Minimum requirements: PhD Degree in Finance, Statistics, Mathematics, Computer Science, or related quantitative field plus knowledge of the required skills listed below.
Alternative minimum requirements: Master’s Degree in Finance, Statistics, Mathematics, Computer Science, or related quantitative field plus 3 years of experience in Quantitative and Alpha Research positions and knowledge of the required skills listed below.
Skills required: Must have knowledge of the following quantitative skills and technologies: programming language (C, C++, Java, or Python); machine learning algorithms and ability to tweak them as needed; machine learning applications to real-world datasets; options datasets research; principles of mathematical, statistical, and financial modeling; time-series and large datasets analysis; parameters estimation using machine learning techniques; mathematical modeling including analytical derivations and numerical simulations; stochastic processes; perturbation analysis and harmonic analysis; statistical inference and optimization; algorithms and numerical methods; linear algebra and Partial Differential Equation numerical solvers; options pricing theory and analyzing P&L, inventory, and risks; C++ and Python (including NumPy, SciPy, pandas, linear algebra, and plotting packages); Linux, Bash, and version control systems; and US stocks, ETFs, indices, futures, VIX futures, and options traded on these underliers. Must have published quantitative research work in academic journals and/or presented research at industry conferences (at least 3 papers). Must also pass company’s required skills assessment.
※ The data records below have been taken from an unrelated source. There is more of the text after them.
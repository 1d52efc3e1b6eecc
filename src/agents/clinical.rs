//! Clinical Agent
//!
//! Epidemiology and nosology: prevalence, inheritance pattern and the disease's place in the
//! Orphanet classification hierarchy.

use serde_json::{json, Value};

use super::ResearchAgent;
use crate::models::ClinicalFragment;

pub struct ClinicalAgent;

impl ResearchAgent for ClinicalAgent {
    type Fragment = ClinicalFragment;

    const LABEL: &'static str = "Clinical Agent";
    const START_LOGS: &'static [&'static str] = &[
        "Querying Orphanet Registry...",
        "Cross-referencing inheritance patterns...",
    ];

    fn instruction(&self, query: &str) -> String {
        format!(
            r#"Extract clinical statistics for "{query}".

STRATEGY:
- Use the Orphanet/OMIM data from the API context and your internal knowledge.
- AND ACTIVELY SEARCH GOOGLE for "latest prevalence {query}" or "updated clinical classification {query}".
- Combine sources to ensure the prevalence data is up-to-date."#,
            query = query
        )
    }

    fn schema(&self) -> Value {
        json!({
            "type": "OBJECT",
            "properties": {
                "name": { "type": "STRING" },
                "prevalence": { "type": "STRING" },
                "inheritance": { "type": "STRING" },
                "classification": {
                    "type": "ARRAY",
                    "items": {
                        "type": "OBJECT",
                        "properties": {
                            "category": { "type": "STRING" },
                            "subgroups": { "type": "ARRAY", "items": { "type": "STRING" } }
                        }
                    }
                },
                "classificationSummary": { "type": "STRING" },
                "orphanetId": { "type": "STRING" },
                "omimId": { "type": "STRING" }
            },
            "required": ["name", "prevalence", "inheritance", "classification"]
        })
    }
}

#[cfg(test)]
mod tests {
    use super::*;
    use crate::agents::invoker::into_fragment;

    #[test]
    fn test_fragment_from_minimal_answer() {
        let fragment: ClinicalFragment = into_fragment(
            ClinicalAgent::LABEL,
            json!({
                "name": "Fabry disease",
                "prevalence": "1 in 40,000",
                "inheritance": "X-linked",
                "classification": []
            }),
        )
        .unwrap();

        assert_eq!(fragment.name, "Fabry disease");
        assert_eq!(fragment.inheritance, "X-linked");
        assert!(fragment.classification.is_empty());
        assert_eq!(fragment.classification_summary, "");
        assert_eq!(fragment.orphanet_id, None);
    }

    #[test]
    fn test_fragment_with_hierarchy() {
        let fragment: ClinicalFragment = into_fragment(
            ClinicalAgent::LABEL,
            json!({
                "classification": [
                    { "category": "Rare inborn errors of metabolism", "subgroups": ["Sphingolipidosis"] },
                    { "category": "Rare renal disease" }
                ],
                "orphanetId": "ORPHA:324"
            }),
        )
        .unwrap();

        assert_eq!(fragment.classification.len(), 2);
        assert_eq!(fragment.classification[0].subgroups, vec!["Sphingolipidosis"]);
        assert!(fragment.classification[1].subgroups.is_empty());
        assert_eq!(fragment.orphanet_id.as_deref(), Some("ORPHA:324"));
    }
}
Base salary: The base pay for this role will be between $165,000 and $300,000 per year. This role may also be eligible for other forms of compensation and benefits, such as a discretionary bonus, health, dental and other wellness plans and 401(k) contributions. Discretionary bonus can be a significant portion of total compensation. Actual compensation for successful candidates will be carefully determined based on a number of factors, including their skills, qualifications and experience.